S’appuyant sur les données apportées par le docteur Salomon – directeur général de la santé - venu présenter la situation sanitaire, la « lente décrue épidémique » avec laquelle « l’espoir renaît », le déconfinement était cette fois encore au cœur du débat. Une situation de « décrue » dans laquelle le nombre de malades hospitalisés reste tout de même « très élevé », comme le rappelle le professeur, avec toujours plus de 7 000 malades en réanimation, 890 nouveaux patients dans les hôpitaux de samedi à dimanche, pour un virus qui a causé 19 718 décès en sept semaines sur le territoire français.

L’Exécutif change de ton : reconquête de la confiance populaire autour du projet de déconfinement

C’est ainsi sur la bonne – bien que relative - nouvelle du ralentissement de l’épidémie que s’ouvre la conférence de presse d’Édouard Philippe ce dimanche. Ce progrès, le premier ministre s’en félicite moins qu’il n’en félicite la population, saluant le « très grand civisme des Français, et la remarquable capacité de nos concitoyens à s’adapter à des conditions jamais vues ».

Si le précédent discours d’Emmanuel Macron lundi dernier avait surtout pour but d’allonger jusqu’au 11 mai la durée du confinement, avec les annonces d’Édouard Philippe c’est bien la discussion sur le déconfinement qui est enclenchée. En effet, ce ne seront pas seulement les écoles qui ré-ouvriront dans maintenant trois semaines, mais bien l’ensemble de la société qui sera déconfinée - « progressivement » - à partir de cette date. Olivier Véran va même jusqu’à annoncer la fin du confinement obligatoire – en faisant appel à la « responsabilisation individuelle » - des personnes les plus à risques : les personnes âgées, pour lesquelles un confinement jusqu’à la fin de l’année avait pu être évoqué.

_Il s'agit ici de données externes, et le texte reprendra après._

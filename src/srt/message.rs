//! 26-bit wrapping message numbers.
use std::cmp::Ordering;
use std::fmt::{self, Display, Formatter};
use std::ops::{Add, AddAssign};

use super::serial;

const BITS: usize = 26;

/// A 26-bit message number identifying the application message a data packet belongs to.
#[derive(Copy, Clone, Debug, PartialEq, Eq, Hash)]
pub struct MessageNumber(u32);

impl MessageNumber {
    /// # Panics
    ///
    /// Panics if `num` exceeds `(1 << 26) - 1`.
    #[inline]
    pub const fn new(num: u32) -> Self {
        assert!(num <= (1 << BITS) - 1, "MessageNumber::new overflow");
        Self(num)
    }

    #[inline]
    pub const fn get(self) -> u32 {
        self.0
    }
}

impl Add<u32> for MessageNumber {
    type Output = Self;

    #[inline]
    fn add(self, rhs: u32) -> Self::Output {
        Self(serial::add::<BITS>(self.0, rhs))
    }
}

impl AddAssign<u32> for MessageNumber {
    #[inline]
    fn add_assign(&mut self, rhs: u32) {
        self.0 = serial::add::<BITS>(self.0, rhs);
    }
}

impl PartialOrd for MessageNumber {
    #[inline]
    fn partial_cmp(&self, other: &Self) -> Option<Ordering> {
        Some(self.cmp(other))
    }
}

impl Ord for MessageNumber {
    #[inline]
    fn cmp(&self, other: &Self) -> Ordering {
        serial::cmp::<BITS>(self.0, other.0)
    }
}

impl From<MessageNumber> for u32 {
    #[inline]
    fn from(src: MessageNumber) -> Self {
        src.0
    }
}

impl From<u32> for MessageNumber {
    #[inline]
    fn from(src: u32) -> Self {
        Self(src & ((1 << BITS) - 1))
    }
}

impl Display for MessageNumber {
    #[inline]
    fn fmt(&self, f: &mut Formatter<'_>) -> fmt::Result {
        Display::fmt(&self.0, f)
    }
}
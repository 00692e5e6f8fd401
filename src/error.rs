//! Error taxonomy for the wire codec and the protocol engine.
use std::io;

/// Errors surfaced by the wire codec and the handshake/connection/listener engine.
///
/// Every variant here corresponds to one of the error kinds named in the error-handling
/// design: parse/validation failures are recoverable and the caller decides whether to log
/// and drop a packet or surface the error to an application.
#[derive(Debug, thiserror::Error)]
pub enum Error {
    #[error("malformed packet")]
    MalformedPacket,
    #[error("unsupported encryption field {0}")]
    BadEncryption(u16),
    #[error("cookie mismatch")]
    BadCookie,
    #[error("bad handshake: {0}")]
    BadHandshake(&'static str),
    #[error("bad extension")]
    BadExtension,
    #[error("unknown connection")]
    UnknownConnection,
    #[error("accept queue overflow")]
    AcceptOverflow,
    #[error("buffer too short")]
    ShortBuffer,
    #[error("connection closed")]
    Closed,
    #[error("end of stream")]
    Eof,
    #[error("write failed: {0}")]
    WriteFailed(io::Error),
    #[error("read failed: {0}")]
    ReadFailed(io::Error),
    #[error("io: {0}")]
    Io(#[from] io::Error),
}

pub type Result<T> = std::result::Result<T, Error>;
//! RFC 1982 serial number arithmetic over an `N`-bit field.
//!
//! Sequence numbers and message numbers both wrap well before reaching `u32::MAX`, so ordinary
//! integer comparison is wrong once a field wraps. All three operations here normalize both
//! operands into the `N`-bit field first.

use std::cmp::Ordering;

#[inline]
pub fn add<const N: usize>(lhs: u32, rhs: u32) -> u32 {
    let max = (1 << N) - 1;
    (lhs & max).wrapping_add(rhs & max) & max
}

#[inline]
pub fn sub<const N: usize>(lhs: u32, rhs: u32) -> u32 {
    let max = (1 << N) - 1;
    (lhs & max).wrapping_sub(rhs & max) & max
}

/// Serial-number comparison per RFC 1982 §3.2: `lhs` is considered to precede `rhs` if the
/// forward distance from `lhs` to `rhs` is less than half the field's range.
pub fn cmp<const N: usize>(lhs: u32, rhs: u32) -> Ordering {
    let max = (1u32 << N) - 1;
    let half = 1u32 << (N - 1);

    let lhs = lhs & max;
    let rhs = rhs & max;

    if lhs == rhs {
        return Ordering::Equal;
    }

    let fwd = lhs.wrapping_sub(rhs) & max;
    if fwd == 0 {
        Ordering::Equal
    } else if fwd < half {
        Ordering::Greater
    } else {
        Ordering::Less
    }
}
//! The stateless address-binding cookie used to validate an Induction→Conclusion round trip
//! without the listener keeping any per-peer state between the two messages.
use std::hash::{Hash, Hasher};
use std::net::SocketAddr;
use std::time::Duration;

use ahash::AHasher;

/// Width of the time bucket a cookie is bound to. A Conclusion arriving in a different bucket
/// than the one its cookie was minted in is rejected as `BadCookie`.
const BUCKET: Duration = Duration::from_secs(60);

/// Derives the cookie for `addr` at time `now` (monotonic time since some fixed epoch).
///
/// Two calls with the same address and times in the same 60-second bucket always agree; calls
/// in different buckets disagree with overwhelming probability. `seed1`/`seed2` key the
/// underlying hash so a cookie cannot be reproduced without knowing the listener's seed.
pub fn calc_cookie(addr: SocketAddr, now: Duration, seed1: u64, seed2: u64) -> u32 {
    let bucket = now.as_secs() / BUCKET.as_secs();

    let mut hasher = AHasher::new_with_keys(seed1, seed2);
    addr.ip().hash(&mut hasher);
    addr.port().hash(&mut hasher);
    bucket.hash(&mut hasher);

    hasher.finish() as u32
}
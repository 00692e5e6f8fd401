//! The handshake control packet and its TLV extension records.
use bytes::{Bytes, BytesMut};

use crate::error::Error;
use crate::proto::{Decode, Encode};

use super::header::{Header, PacketType};
use super::sequence::Sequence;

/// 16 + 48 bytes: the common header plus the fixed handshake body, before any extensions.
pub const HANDSHAKE_MIN_SIZE: usize = Header::SIZE + 48;

/// `0x4A17`, written into the extension field of an Induction response to identify SRT (as
/// opposed to plain UDT, which this field format was inherited from).
pub const MAGIC: u16 = 0x4A17;

/// Extension-field bit for an embedded HS-request/HS-response.
pub const EXT_FLAG_HSREQ: u16 = 1;
/// Extension-field bit for an embedded key-material request. This engine never negotiates
/// encryption, but a conformant Induction request still sets only this bit (no actual
/// KM-request extension record is attached).
pub const EXT_FLAG_KMREQ: u16 = 2;
/// Extension-field bit for an embedded config extension (e.g. congestion, stream id).
pub const EXT_FLAG_CONFIG: u16 = 4;

pub const EXT_TYPE_HSREQ: u16 = 1;
pub const EXT_TYPE_HSRESP: u16 = 2;
pub const EXT_TYPE_CONGESTION: u16 = 6;

#[derive(Copy, Clone, Debug, PartialEq, Eq, Hash)]
pub enum HandshakeType {
    Wavehand,
    Induction,
    Conclusion,
    Agreement,
    Done,
}

impl HandshakeType {
    fn from_wire(v: u32) -> Result<Self, Error> {
        Ok(match v {
            0x0000_0000 => Self::Wavehand,
            0x0000_0001 => Self::Induction,
            0xFFFF_FFFF => Self::Conclusion,
            0xFFFF_FFFE => Self::Agreement,
            0xFFFF_FFFD => Self::Done,
            _ => return Err(Error::BadHandshake("unknown handshake type")),
        })
    }

    fn to_wire(self) -> u32 {
        match self {
            Self::Wavehand => 0x0000_0000,
            Self::Induction => 0x0000_0001,
            Self::Conclusion => 0xFFFF_FFFF,
            Self::Agreement => 0xFFFF_FFFE,
            Self::Done => 0xFFFF_FFFD,
        }
    }
}

/// One TLV extension record: a 16-bit type, a 16-bit length in 4-byte words, then that many
/// words of payload.
#[derive(Clone, Debug)]
pub struct Extension {
    pub ext_type: u16,
    pub payload: Bytes,
}

impl Extension {
    /// Builds the 12-byte HS-request/HS-response body: SRT library version, flags, and TSBPD
    /// delays in milliseconds. Neither side of this core negotiates TSBPD, so the delays are
    /// carried as zero.
    pub fn hs_request(library_version: u32, flags: u32) -> Self {
        let mut buf = BytesMut::with_capacity(16);
        buf.extend_from_slice(&library_version.to_be_bytes());
        buf.extend_from_slice(&flags.to_be_bytes());
        buf.extend_from_slice(&0u16.to_be_bytes()); // recv TSBPD delay
        buf.extend_from_slice(&0u16.to_be_bytes()); // send TSBPD delay

        Self {
            ext_type: EXT_TYPE_HSREQ,
            payload: buf.freeze(),
        }
    }

    pub fn hs_response(library_version: u32, flags: u32) -> Self {
        let mut ext = Self::hs_request(library_version, flags);
        ext.ext_type = EXT_TYPE_HSRESP;
        ext
    }

    /// Builds the 4-byte congestion-control-algorithm tag extension (e.g. `"file"`, sent on the
    /// wire as-is; SRT convention writes it reversed as `"elif"`, see the fixture in the
    /// end-to-end tests).
    pub fn congestion(tag: &[u8; 4]) -> Self {
        Self {
            ext_type: EXT_TYPE_CONGESTION,
            payload: Bytes::copy_from_slice(tag),
        }
    }
}

#[derive(Clone, Debug)]
pub struct HandshakePacket {
    pub header: Header,
    pub version: u32,
    pub encryption_field: u16,
    pub extension_field: u16,
    pub initial_sequence_number: Sequence,
    pub mtu: u32,
    pub max_flow_window: u32,
    pub handshake_type: HandshakeType,
    pub srt_socket_id: u32,
    pub syn_cookie: u32,
    pub peer_ip_address: u128,
    pub extensions: Vec<Extension>,
}

impl HandshakePacket {
    pub fn decode(buf: &[u8]) -> Result<Self, Error> {
        if buf.len() < HANDSHAKE_MIN_SIZE {
            return Err(Error::MalformedPacket);
        }
        if Header::classify(buf)? != PacketType::Control {
            return Err(Error::MalformedPacket);
        }

        let header = Header::decode(&buf[..Header::SIZE]).map_err(|_| Error::MalformedPacket)?;

        let b = &buf[Header::SIZE..];
        let version = u32::from_be_bytes(b[0..4].try_into().unwrap());
        let encryption_field = u16::from_be_bytes(b[4..6].try_into().unwrap());
        let extension_field = u16::from_be_bytes(b[6..8].try_into().unwrap());
        let initial_sequence_number = Sequence::from(u32::from_be_bytes(b[8..12].try_into().unwrap()));
        let mtu = u32::from_be_bytes(b[12..16].try_into().unwrap());
        let max_flow_window = u32::from_be_bytes(b[16..20].try_into().unwrap());
        let handshake_type = HandshakeType::from_wire(u32::from_be_bytes(b[20..24].try_into().unwrap()))?;
        let srt_socket_id = u32::from_be_bytes(b[24..28].try_into().unwrap());
        let syn_cookie = u32::from_be_bytes(b[28..32].try_into().unwrap());
        let peer_ip_address = u128::from_be_bytes(b[32..48].try_into().unwrap());

        let mut extensions = Vec::new();
        let mut st = HANDSHAKE_MIN_SIZE;
        while st < buf.len() {
            if st + 4 > buf.len() {
                return Err(Error::MalformedPacket);
            }

            let ext_type = u16::from_be_bytes(buf[st..st + 2].try_into().unwrap());
            let len_words = u16::from_be_bytes(buf[st + 2..st + 4].try_into().unwrap());
            let next = st + 4 + 4 * len_words as usize;

            if next > buf.len() {
                return Err(Error::MalformedPacket);
            }

            extensions.push(Extension {
                ext_type,
                payload: Bytes::copy_from_slice(&buf[st + 4..next]),
            });

            st = next;
        }

        Ok(Self {
            header,
            version,
            encryption_field,
            extension_field,
            initial_sequence_number,
            mtu,
            max_flow_window,
            handshake_type,
            srt_socket_id,
            syn_cookie,
            peer_ip_address,
            extensions,
        })
    }

    pub fn encode(&self) -> Bytes {
        let ext_len: usize = self.extensions.iter().map(|e| 4 + e.payload.len()).sum();
        let mut buf = BytesMut::with_capacity(HANDSHAKE_MIN_SIZE + ext_len);

        let header = Header {
            oct0: self.header.oct0 | (1 << 31),
            ..self.header
        };
        header.encode(&mut buf).expect("encoding to an in-memory buffer cannot fail");

        buf.extend_from_slice(&self.version.to_be_bytes());
        buf.extend_from_slice(&self.encryption_field.to_be_bytes());
        buf.extend_from_slice(&self.extension_field.to_be_bytes());
        buf.extend_from_slice(&self.initial_sequence_number.get().to_be_bytes());
        buf.extend_from_slice(&self.mtu.to_be_bytes());
        buf.extend_from_slice(&self.max_flow_window.to_be_bytes());
        buf.extend_from_slice(&self.handshake_type.to_wire().to_be_bytes());
        buf.extend_from_slice(&self.srt_socket_id.to_be_bytes());
        buf.extend_from_slice(&self.syn_cookie.to_be_bytes());
        buf.extend_from_slice(&self.peer_ip_address.to_be_bytes());

        for ext in &self.extensions {
            buf.extend_from_slice(&ext.ext_type.to_be_bytes());
            let len_words = (ext.payload.len() / 4) as u16;
            buf.extend_from_slice(&len_words.to_be_bytes());
            buf.extend_from_slice(&ext.payload);
        }

        buf.freeze()
    }

    /// Looks up the first extension of the given type, if any.
    pub fn extension(&self, ext_type: u16) -> Option<&Extension> {
        self.extensions.iter().find(|e| e.ext_type == ext_type)
    }
}

#[cfg(test)]
mod tests {
    use super::*;

    fn base() -> HandshakePacket {
        HandshakePacket {
            header: Header {
                oct0: 0,
                oct1: 0,
                timestamp: 0,
                destination_socket_id: 0x209e_7d6d,
            },
            version: 5,
            encryption_field: 0,
            extension_field: MAGIC,
            initial_sequence_number: Sequence::from(12345),
            mtu: 1500,
            max_flow_window: 0x2000,
            handshake_type: HandshakeType::Induction,
            srt_socket_id: 42,
            syn_cookie: 0xdead_beef,
            peer_ip_address: 0,
            extensions: Vec::new(),
        }
    }

    #[test]
    fn test_round_trip_no_extensions() {
        let p = base();
        let buf = p.encode();
        let decoded = HandshakePacket::decode(&buf).unwrap();

        assert_eq!(decoded.version, 5);
        assert_eq!(decoded.handshake_type, HandshakeType::Induction);
        assert_eq!(decoded.syn_cookie, 0xdead_beef);
        assert!(decoded.extensions.is_empty());
    }

    #[test]
    fn test_round_trip_with_extensions() {
        let mut p = base();
        p.handshake_type = HandshakeType::Conclusion;
        p.extensions.push(Extension::hs_request(0x0001_0203, 0));
        p.extensions.push(Extension::congestion(b"file"));

        let buf = p.encode();
        let decoded = HandshakePacket::decode(&buf).unwrap();

        assert_eq!(decoded.extensions.len(), 2);
        assert_eq!(decoded.extension(EXT_TYPE_HSREQ).unwrap().payload.len(), 12);
        assert_eq!(&decoded.extension(EXT_TYPE_CONGESTION).unwrap().payload[..], b"file");
    }

    #[test]
    fn test_truncated_extension_is_malformed() {
        let p = base();
        let mut buf = p.encode().to_vec();
        // Declare a 4-word extension but don't provide the bytes.
        buf.extend_from_slice(&EXT_TYPE_CONGESTION.to_be_bytes());
        buf.extend_from_slice(&4u16.to_be_bytes());

        assert!(matches!(HandshakePacket::decode(&buf), Err(Error::MalformedPacket)));
    }

    #[test]
    fn test_too_short_is_malformed() {
        assert!(matches!(HandshakePacket::decode(&[0u8; 10]), Err(Error::MalformedPacket)));
    }
}
impl Listener<UdpEndpoint> {
    pub fn bind(addr: SocketAddr, config: Config) -> std::io::Result<Arc<Self>> {
        let endpoint = UdpEndpoint::bind(addr, 0)?;
        Ok(Self::new(Arc::new(endpoint), config))
    }
}

impl<E> Listener<E>
where
    E: PacketEndpoint + 'static,
{
    pub fn new(endpoint: Arc<E>, config: Config) -> Arc<Self> {
        let (accept_tx, accept_rx) = mpsc::channel(config.accept_queue.max(1));

        Arc::new(Self {
            endpoint,
            config,
            cookie_seed: (rand::random(), rand::random()),
            state: Mutex::new(ListenerState {
                socks: HashMap::new(),
                conng: HashMap::new(),
            }),
            accept_tx,
            accept_rx: AsyncMutex::new(accept_rx),
            stopped: Notify::new(),
            closed: AtomicBool::new(false),
            metrics: ListenerMetrics::new(),
        })
    }

    pub fn local_addr(&self) -> std::io::Result<SocketAddr> {
        self.endpoint.local_addr()
    }

    /// Stops the receive loop and wakes any blocked `accept()`/`connect()` callers. Idempotent.
    pub fn close(&self) {
        if self.closed.swap(true, Ordering::AcqRel) {
            return;
        }
        self.stopped.notify_waiters();
    }

    /// Runs the receive loop until `close()` is called or the endpoint errors. Intended to be
    /// spawned as a background task; a `Listener` does nothing on its own otherwise.
    pub async fn run(&self) {
        let mut buf = vec![0u8; 2000];

        loop {
            let (n, addr) = tokio::select! {
                _ = self.stopped.notified() => return,
                res = self.endpoint.recv_from(&mut buf) => match res {
                    Ok(v) => v,
                    Err(err) => {
                        tracing::warn!(error = %err, "listener recv_from failed");
                        return;
                    }
                },
            };

            self.dispatch(&buf[..n], addr).await;
        }
    }

    async fn dispatch(&self, buf: &[u8], addr: SocketAddr) {
        match Header::classify(buf) {
            Err(_) => {
                self.metrics.malformed_packets.inc();
                tracing::debug!(%addr, "malformed packet: too short to classify");
            }
            Ok(PacketType::Control) if is_handshake(buf) => self.handle_handshake(buf, addr).await,
            Ok(PacketType::Control) => self.handle_control(buf, addr).await,
            Ok(PacketType::Data) => self.handle_data(buf, addr).await,
        }
    }

    fn lookup(&self, addr: SocketAddr, destination_socket_id: u32) -> Option<Arc<Connection<E>>> {
        let id = ConnectionId {
            addr,
            local_socket_id: SocketId(destination_socket_id),
        };
        self.state.lock().socks.get(&id).cloned()
    }

    async fn handle_data(&self, buf: &[u8], addr: SocketAddr) {
        let packet = match DataPacket::decode(buf) {
            Ok(p) => p,
            Err(_) => {
                self.metrics.malformed_packets.inc();
                return;
            }
        };

        match self.lookup(addr, packet.destination_socket_id) {
            Some(conn) => {
                if let Err(err) = conn.on_data(packet).await {
                    tracing::debug!(%addr, error = %err, "on_data failed");
                }
            }
            None => {
                self.metrics.unknown_connection.inc();
                tracing::debug!(%addr, sid = packet.destination_socket_id, "data for unknown connection, dropped");
            }
        }
    }

    async fn handle_control(&self, buf: &[u8], addr: SocketAddr) {
        let packet = match ControlPacket::decode(buf) {
            Ok(p) => p,
            Err(_) => {
                self.metrics.malformed_packets.inc();
                return;
            }
        };

        match self.lookup(addr, packet.destination_socket_id) {
            Some(conn) => {
                if let Err(err) = conn.on_control(packet).await {
                    tracing::debug!(%addr, error = %err, "on_control failed");
                }
            }
            None => {
                self.metrics.unknown_connection.inc();
                tracing::debug!(%addr, sid = packet.destination_socket_id, "control for unknown connection, dropped");
            }
        }
    }

    async fn handle_handshake(&self, buf: &[u8], addr: SocketAddr) {
        let packet = match HandshakePacket::decode(buf) {
            Ok(p) => p,
            Err(_) => {
                self.metrics.malformed_packets.inc();
                tracing::debug!(%addr, "malformed handshake packet");
                return;
            }
        };

        let dest = packet.header.destination_socket_id;

        // A nonzero destination matching a pending dial means this is message 2 or message 4
        // addressed back to us, not a fresh inbound handshake to accept.
        if dest != 0 && self.state.lock().conng.contains_key(&dest) {
            self.handle_dial_response(packet, dest, addr).await;
            return;
        }

        match packet.handshake_type {
            super::handshake_packet::HandshakeType::Induction => self.handle_induction(packet, addr).await,
            super::handshake_packet::HandshakeType::Conclusion => self.handle_conclusion(packet, addr).await,
            _ => {
                self.metrics.bad_handshake.inc();
                tracing::debug!(%addr, "unsupported handshake type");
            }
        }
    }

    async fn handle_induction(&self, packet: HandshakePacket, addr: SocketAddr) {
        if let Err(err) = handshake::validate_induction(&packet, &self.config) {
            self.count_rejection(&err);
            tracing::debug!(%addr, error = %err, "rejected induction");
            return;
        }

        let response = handshake::induction_response(&packet, addr, monotonic_now(), self.cookie_seed.0, self.cookie_seed.1, &self.config);

        if let Err(err) = self.endpoint.send_to(&response.encode(), addr).await {
            tracing::debug!(%addr, error = %err, "failed to send induction response");
        }
    }

    async fn handle_conclusion(&self, packet: HandshakePacket, addr: SocketAddr) {
        if let Err(err) = handshake::validate_conclusion(&packet, addr, monotonic_now(), self.cookie_seed.0, self.cookie_seed.1, &self.config) {
            self.count_rejection(&err);
            self.metrics.handshakes_rejected.inc();
            tracing::debug!(%addr, error = %err, "rejected conclusion");
            return;
        }

        let permit = match self.accept_tx.try_reserve() {
            Ok(permit) => permit,
            Err(_) => {
                self.metrics.accept_overflow.inc();
                tracing::warn!(%addr, "accept queue full, dropping conclusion");
                return;
            }
        };

        let server_socket_id = random_31();
        let local_initial_seq = Sequence::from(random_31());

        let response = handshake::conclusion_response(&packet, local_initial_seq, server_socket_id, &self.config);

        if let Err(err) = self.endpoint.send_to(&response.encode(), addr).await {
            tracing::debug!(%addr, error = %err, "failed to send conclusion response");
            return;
        }

        let id = ConnectionId {
            addr,
            local_socket_id: SocketId(server_socket_id),
        };
        let conn = Arc::new(Connection::new(
            id,
            SocketId(packet.srt_socket_id),
            self.endpoint.clone(),
            self.config.mtu,
            local_initial_seq,
            packet.initial_sequence_number,
        ));

        self.state.lock().socks.insert(id, conn.clone());
        self.metrics.handshakes_accepted.inc();
        permit.send(conn);
    }

    async fn handle_dial_response(&self, packet: HandshakePacket, stream_id: u32, addr: SocketAddr) {
        match packet.handshake_type {
            super::handshake_packet::HandshakeType::Induction => {
                let local_initial_seq = match self.state.lock().conng.get(&stream_id) {
                    Some(pending) => pending.local_initial_seq,
                    None => return,
                };

                if let Err(err) = handshake::validate_induction_response(&packet) {
                    self.fail_pending(stream_id, err);
                    return;
                }

                let request = handshake::conclusion_request(&packet, stream_id, local_initial_seq, &self.config);
                if let Err(err) = self.endpoint.send_to(&request.encode(), addr).await {
                    self.fail_pending(stream_id, Error::WriteFailed(err));
                }
            }
            super::handshake_packet::HandshakeType::Conclusion => {
                let pending = self.state.lock().conng.remove(&stream_id);
                let Some(pending) = pending else { return };

                if let Err(err) = handshake::validate_conclusion_response(&packet) {
                    let _ = pending.result.send(Err(err));
                    return;
                }

                let id = ConnectionId {
                    addr,
                    local_socket_id: SocketId(stream_id),
                };
                let conn = Arc::new(Connection::new(
                    id,
                    SocketId(packet.srt_socket_id),
                    self.endpoint.clone(),
                    self.config.mtu,
                    pending.local_initial_seq,
                    packet.initial_sequence_number,
                ));

                self.state.lock().socks.insert(id, conn.clone());
                let _ = pending.result.send(Ok(conn));
            }
            _ => {
                self.fail_pending(stream_id, Error::BadHandshake("unexpected type on pending dial"));
            }
        }
    }

    fn fail_pending(&self, stream_id: u32, err: Error) {
        if let Some(pending) = self.state.lock().conng.remove(&stream_id) {
            let _ = pending.result.send(Err(err));
        }
    }

    fn count_rejection(&self, err: &Error) {
        match err {
            Error::BadEncryption(_) => self.metrics.bad_encryption.inc(),
            Error::BadCookie => self.metrics.bad_cookie.inc(),
            Error::BadHandshake(_) => self.metrics.bad_handshake.inc(),
            _ => self.metrics.bad_handshake.inc(),
        }
    }

    /// Initiates a dial: sends an Induction and waits for the four-way handshake to complete.
    ///
    /// Cancel-safe: dropping this future (e.g. inside a `tokio::time::timeout` that elapsed)
    /// removes the pending-dial record so a late message 4 is silently dropped instead of
    /// resolving a future nobody is waiting on.
    pub async fn connect(self: &Arc<Self>, addr: SocketAddr) -> Result<Arc<Connection<E>>> {
        if self.closed.load(Ordering::Acquire) {
            return Err(Error::Closed);
        }

        let stream_id = random_31();
        let local_initial_seq = Sequence::from(random_31());
        let (tx, rx) = oneshot::channel();

        self.state.lock().conng.insert(
            stream_id,
            PendingDial {
                local_initial_seq,
                result: tx,
            },
        );

        let _guard = PendingDialGuard {
            listener: self.clone(),
            stream_id,
        };

        let request = handshake::induction_request(stream_id, local_initial_seq, &self.config);
        self.endpoint.send_to(&request.encode(), addr).await.map_err(Error::WriteFailed)?;

        rx.await.map_err(|_| Error::Closed)?
    }

    /// Waits for the next accepted connection.
    pub async fn accept(&self) -> Result<Arc<Connection<E>>> {
        let mut rx = self.accept_rx.lock().await;

        tokio::select! {
            _ = self.stopped.notified() => Err(Error::Closed),
            conn = rx.recv() => conn.ok_or(Error::Closed),
        }
    }
}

Après une gestion de la crise largement décriée les premières semaines de l’arrivée de l’épidémie en France, c’est autour du projet de déconfinement que l’Exécutif cherche à présent à convaincre. La tactique est ainsi celle d’un changement de ton, d’un apparent changement de méthode : une tentative d’apparaître comme maître d’une situation sous-contrôle. Cette fois, c’est avec mesure et précautions qu’apparaît le gouvernement qui semble avoir tiré les bilans des contradictions, précipitations et nonchalance face à l’épidémie qui lui avaient coûté la confiance de la population pendant la première phase. Une nouvelle stratégie qui compte fermement sur son principal atout : la lassitude et la fatigue de la population, privée de sa « vie normale », au bout d’un mois de confinement, et à laquelle E.Philippe fait un appel du pied, promettant « un quotidien un peu différent, mais en retrouvant la liberté à laquelle nous sommes attachés ».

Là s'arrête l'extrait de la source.